The only particular sights for a visitor to see in Bhutan are its dzongs, the huge whitewashed seventeenth-century fortresses cum monasteries cum administrative centers—constructed without nails or plans by the country’s first Tibetan rulers—which tower above every settlement in the country and are themselves overbrooded by watchtowers. My second morning in Thimphu, therefore, I set off to visit Simtokha Dzong, which guards the hillside five kilometers out of town. Five kilometers—a little more than three miles—is, however, a long distance in Bhutan: three hours by foot, I was told, and roughly half an hour by car. (Yuri Gagarin had circumnavigated the globe before Bhutan had installed its first road.)
After wandering aroun
d in circles for a while, I came at last upon an ancient Indian Mahindra jeep, held together with bits of soggy tissue. The driver patted the dust off his front seat and, with a flourish, presented me with the place of honor beside him (a rather mixed blessing, I felt, since the person in the front seat had to enjoy the gearshift thrust between his legs). A woman—a rather thick peasant woman—bundled into the front seat beside me, one snot-nosed issue perched on her lap, another suckling furiously at her breast. Seven or eight other unfortunates piled into the gloom behind us. The woman held her nostrils and violently expelled the contents of her nose. A man behind me—rather inauspiciously, I thought—began muttering a series of prayers. The others tuned up with a preparatory series of coughs, groans, and sneezes. And so we rattled off toward the breakneck curves.

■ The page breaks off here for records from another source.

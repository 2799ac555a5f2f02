use chrono::{DateTime, Utc};
use serde::{Deserialize, Serialize};
use std::collections::{BTreeMap, BTreeSet};
use std::path::PathBuf;
use url::Url;

/// Unordered set of classification labels attached to a link.
pub type TagSet = BTreeSet<String>;

/// Placeholder title for links whose anchor carries no text.
pub const NO_TITLE: &str = "__NO_TITLE__";

#[derive(Debug, Clone, PartialEq, Eq)]
pub struct Domain(pub String);

impl Domain {
    /// Canonicalize host to a stable key: lowercase + IDNA/Punycode
    fn canonicalize(host: &str) -> String {
        let lower = host.trim().to_ascii_lowercase();
        idna::domain_to_ascii(&lower).unwrap_or(lower)
    }

    /// Lookup key for a host typed by a user or found in a link.
    pub fn from_raw(host: &str) -> Self {
        Domain(Self::canonicalize(host))
    }
}

/// A link found in a page, with its display title and classification tags.
///
/// Serialized as a 3-element array `[url, title, [tags...]]`.
#[derive(Debug, Clone, PartialEq, Eq, Serialize, Deserialize)]
#[serde(from = "TaggedUrlRepr", into = "TaggedUrlRepr")]
pub struct TaggedUrl {
    pub url: String,
    pub title: String,
    pub tags: TagSet,
}

#[derive(Serialize, Deserialize)]
struct TaggedUrlRepr(String, String, Vec<String>);

impl From<TaggedUrlRepr> for TaggedUrl {
    fn from(TaggedUrlRepr(url, title, tags): TaggedUrlRepr) -> Self {
        TaggedUrl {
            url,
            title,
            tags: tags.into_iter().collect(),
        }
    }
}

impl From<TaggedUrl> for TaggedUrlRepr {
    fn from(t: TaggedUrl) -> Self {
        TaggedUrlRepr(t.url, t.title, t.tags.into_iter().collect())
    }
}

impl From<(String, String, TagSet)> for TaggedUrl {
    fn from((url, title, tags): (String, String, TagSet)) -> Self {
        TaggedUrl { url, title, tags }
    }
}

impl From<(&str, &str, TagSet)> for TaggedUrl {
    fn from((url, title, tags): (&str, &str, TagSet)) -> Self {
        TaggedUrl {
            url: url.to_string(),
            title: title.to_string(),
            tags,
        }
    }
}

impl From<&TaggedUrl> for TaggedUrl {
    fn from(t: &TaggedUrl) -> Self {
        t.clone()
    }
}

impl TaggedUrl {
    pub fn has_tag(&self, tag: &str) -> bool {
        self.tags.contains(tag)
    }

    /// Copy with the url joined against `base`; kept verbatim when joining fails.
    pub fn resolved(&self, base: &Url) -> TaggedUrl {
        let url = base
            .join(&self.url)
            .map(|u| u.to_string())
            .unwrap_or_else(|_| self.url.clone());
        TaggedUrl {
            url,
            title: self.title.clone(),
            tags: self.tags.clone(),
        }
    }
}

/// A CSS region of a page and the context tags its links receive.
#[derive(Debug, Clone, PartialEq, Eq, Serialize, Deserialize)]
pub struct LinkRegion {
    pub selector: String,
    #[serde(default)]
    pub tags: Vec<String>,
}

impl LinkRegion {
    pub fn new(selector: &str, tags: &[&str]) -> Self {
        Self {
            selector: selector.to_string(),
            tags: tags.iter().map(|t| t.to_string()).collect(),
        }
    }
}

fn default_regions() -> Vec<LinkRegion> {
    vec![LinkRegion::new("body", &[])]
}

/// Per-portal configuration read by the classifier and the extractors.
#[derive(Debug, Clone, PartialEq, Eq, Serialize, Deserialize)]
pub struct SiteConfig {
    pub name: String,
    pub own_netloc: String,
    #[serde(default)]
    pub associated_sites: BTreeMap<String, Vec<String>>,
    #[serde(default)]
    pub same_owner: Vec<String>,
    #[serde(default)]
    pub front_page: Option<String>,
    #[serde(default = "default_regions")]
    pub article_regions: Vec<LinkRegion>,
    #[serde(default = "default_regions")]
    pub toc_regions: Vec<LinkRegion>,
}

impl SiteConfig {
    pub fn new(name: &str, own_netloc: &str) -> Self {
        Self {
            name: name.to_string(),
            own_netloc: own_netloc.to_string(),
            associated_sites: BTreeMap::new(),
            same_owner: Vec::new(),
            front_page: None,
            article_regions: default_regions(),
            toc_regions: default_regions(),
        }
    }

    pub fn with_associated(mut self, host: &str, tags: &[&str]) -> Self {
        self.associated_sites.insert(
            host.to_string(),
            tags.iter().map(|t| t.to_string()).collect(),
        );
        self
    }

    pub fn with_same_owner(mut self, suffixes: &[&str]) -> Self {
        self.same_owner
            .extend(suffixes.iter().map(|s| s.to_string()));
        self
    }

    pub fn with_front_page(mut self, url: &str) -> Self {
        self.front_page = Some(url.to_string());
        self
    }

    pub fn with_article_regions(mut self, regions: Vec<LinkRegion>) -> Self {
        self.article_regions = regions;
        self
    }

    pub fn with_toc_regions(mut self, regions: Vec<LinkRegion>) -> Self {
        self.toc_regions = regions;
        self
    }
}

/// Where a page's HTML comes from.
#[derive(Debug, Clone, PartialEq, Eq)]
pub enum Source {
    Url(String),
    File(PathBuf),
    Html(String),
}

impl Source {
    /// Interpret CLI text: http(s) URLs are fetched, anything else is a file path.
    pub fn from_arg(arg: &str) -> Self {
        let lower = arg.trim().to_ascii_lowercase();
        if lower.starts_with("http://") || lower.starts_with("https://") {
            Source::Url(arg.trim().to_string())
        } else {
            Source::File(PathBuf::from(arg))
        }
    }
}

#[derive(Debug, Clone, Copy, PartialEq, Eq, Serialize, Deserialize, Default)]
#[serde(rename_all = "snake_case")]
pub enum PageKind {
    #[default]
    Article,
    FrontPage,
}

impl PageKind {
    pub fn as_str(&self) -> &'static str {
        match self {
            PageKind::Article => "article",
            PageKind::FrontPage => "front_page",
        }
    }
}

/// All links tagged on one page.
#[derive(Debug, Clone, PartialEq, Serialize, Deserialize)]
pub struct TagBatch {
    pub source: String,
    pub page_url: String,
    pub kind: PageKind,
    pub fetched_at: DateTime<Utc>,
    pub links: Vec<TaggedUrl>,
}

#[derive(Debug, Clone, PartialEq, Serialize, Deserialize)]
pub struct ErrorEntry {
    pub timestamp: DateTime<Utc>,
    pub source: String,
    pub page_url: String,
    pub message: String,
}

#[derive(Debug, Clone, PartialEq, Eq, Serialize, Deserialize, Default)]
pub struct BatchStats {
    pub date: String,
    pub batches: usize,
    pub links: usize,
    pub tag_counts: BTreeMap<String, usize>,
}

#[derive(Debug, Clone, PartialEq, Eq, Serialize, Deserialize, Default)]
pub struct CrawlSummary {
    pub stored: usize,
    pub failed: usize,
    pub links: usize,
}

#[derive(Debug, Clone, Serialize, Deserialize)]
pub struct ApiResponse<T> {
    pub ok: bool,
    pub data: Option<T>,
    pub error: Option<String>,
}
impl<T> ApiResponse<T> {
    pub fn ok(data: T) -> Self {
        Self {
            ok: true,
            data: Some(data),
            error: None,
        }
    }
    pub fn err(msg: impl Into<String>) -> Self {
        Self {
            ok: false,
            data: None,
            error: Some(msg.into()),
        }
    }
}

#[cfg(test)]
mod tests {
    use super::*;

    fn tags(list: &[&str]) -> TagSet {
        list.iter().map(|t| t.to_string()).collect()
    }

    #[test]
    fn test_tagged_url_serializes_as_array() {
        let t = TaggedUrl::from(("http://a.be/x", "X", tags(&["internal"])));
        let json = serde_json::to_string(&t).unwrap();
        assert_eq!(json, r#"["http://a.be/x","X",["internal"]]"#);
    }

    #[test]
    fn test_tagged_url_deserialize_collapses_duplicate_tags() {
        let t: TaggedUrl =
            serde_json::from_str(r#"["/a","A",["external","in text","external"]]"#).unwrap();
        assert_eq!(t.url, "/a");
        assert_eq!(t.title, "A");
        assert_eq!(t.tags, tags(&["external", "in text"]));
    }

    #[test]
    fn test_resolved_joins_relative_urls() {
        let base = Url::parse("http://www.lesoir.be/actualite/").unwrap();
        let t = TaggedUrl::from(("../sports/1.html", "S", tags(&["internal"])));
        let r = t.resolved(&base);
        assert_eq!(r.url, "http://www.lesoir.be/sports/1.html");
        assert_eq!(r.tags, t.tags);
        assert_eq!(t.url, "../sports/1.html");
    }

    #[test]
    fn test_domain_canonicalization() {
        assert_eq!(Domain::from_raw(" WWW.LeSoir.BE ").0, "www.lesoir.be");
        assert_eq!(Domain::from_raw("bücher.be").0, "xn--bcher-kva.be");
    }

    #[test]
    fn test_source_from_arg() {
        assert_eq!(
            Source::from_arg("https://www.dhnet.be/"),
            Source::Url("https://www.dhnet.be/".into())
        );
        assert_eq!(
            Source::from_arg("pages/a.html"),
            Source::File(PathBuf::from("pages/a.html"))
        );
    }

    #[test]
    fn test_site_config_defaults_from_json() {
        let site: SiteConfig =
            serde_json::from_str(r#"{"name":"x","own_netloc":"www.x.be"}"#).unwrap();
        assert!(site.associated_sites.is_empty());
        assert!(site.same_owner.is_empty());
        assert_eq!(site.article_regions, vec![LinkRegion::new("body", &[])]);
        assert_eq!(site.toc_regions.len(), 1);
    }
}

Above the mirror in the jeep were some Technicolor stickers of four-armed Hindu gods; along the dashboard were two soulful portraits of German shepherds and a sticker that said “1987 Visit Thailand Year.” We drove past trucks that said “Ruff and Tuff,” trucks with illuminated Buddhas on their foreheads, trucks with slanting Nepali eyes painted eerily above their headlights. Whenever the trucks passed by, so too, very often, did songs, as the passengers seated on sacks in the back sweetened their tortuous journey with song.
At one point, our driver braked suddenly and began fumbling desperately through a clangorous collection of antique wrenches and pliers kept below his seat. Then he got up, ambled over to a hut, and brought back some water. Opening the hood, he pressed the accelerator down with his hand, threw some water into his mouth, some more onto the engine, and some more in the direction of the thick woman’s children. At this, the large family—to my relief—disembarked. Then we started up again, jolting past neat official signs, flowering gold lettering on crimson boards: National Mushroom Development Programme, National Stove Project Training Site, Office of the Gyalpoizimpa. We drove past women breaking rocks by the side of the road, past shepherds beating along their flocks of yaks, past colored banners that proclaimed: THERE IS NO CURE FOR AIDS BUT IT IS PREVENTABLE (to a people who, in six cases out of seven, could not read a word of anything, let alone English). Mostly, we went around curves. Sometimes, when we did, I was thrown on top of the driver, rendering him almost incapable of steering; sometimes I was pushed into the woman—or, after she left, towards the door. This was unfortunate, because the jeep had no door. It was also unsettling because there is an average of fifteen curves per kilometer in Bhutan (and foreigners in Bhutan measure direction in this way. “I covered 4,500 curves going across country,” an intrepid sixty-year-old Englishwoman later told me, only to be put in her place by an international adviser who said, “That’s nothing! I covered 5,500 on the round trip from Thimphu to Phuntsholing”). I began to miss my human cushion, the snorting madonna and child.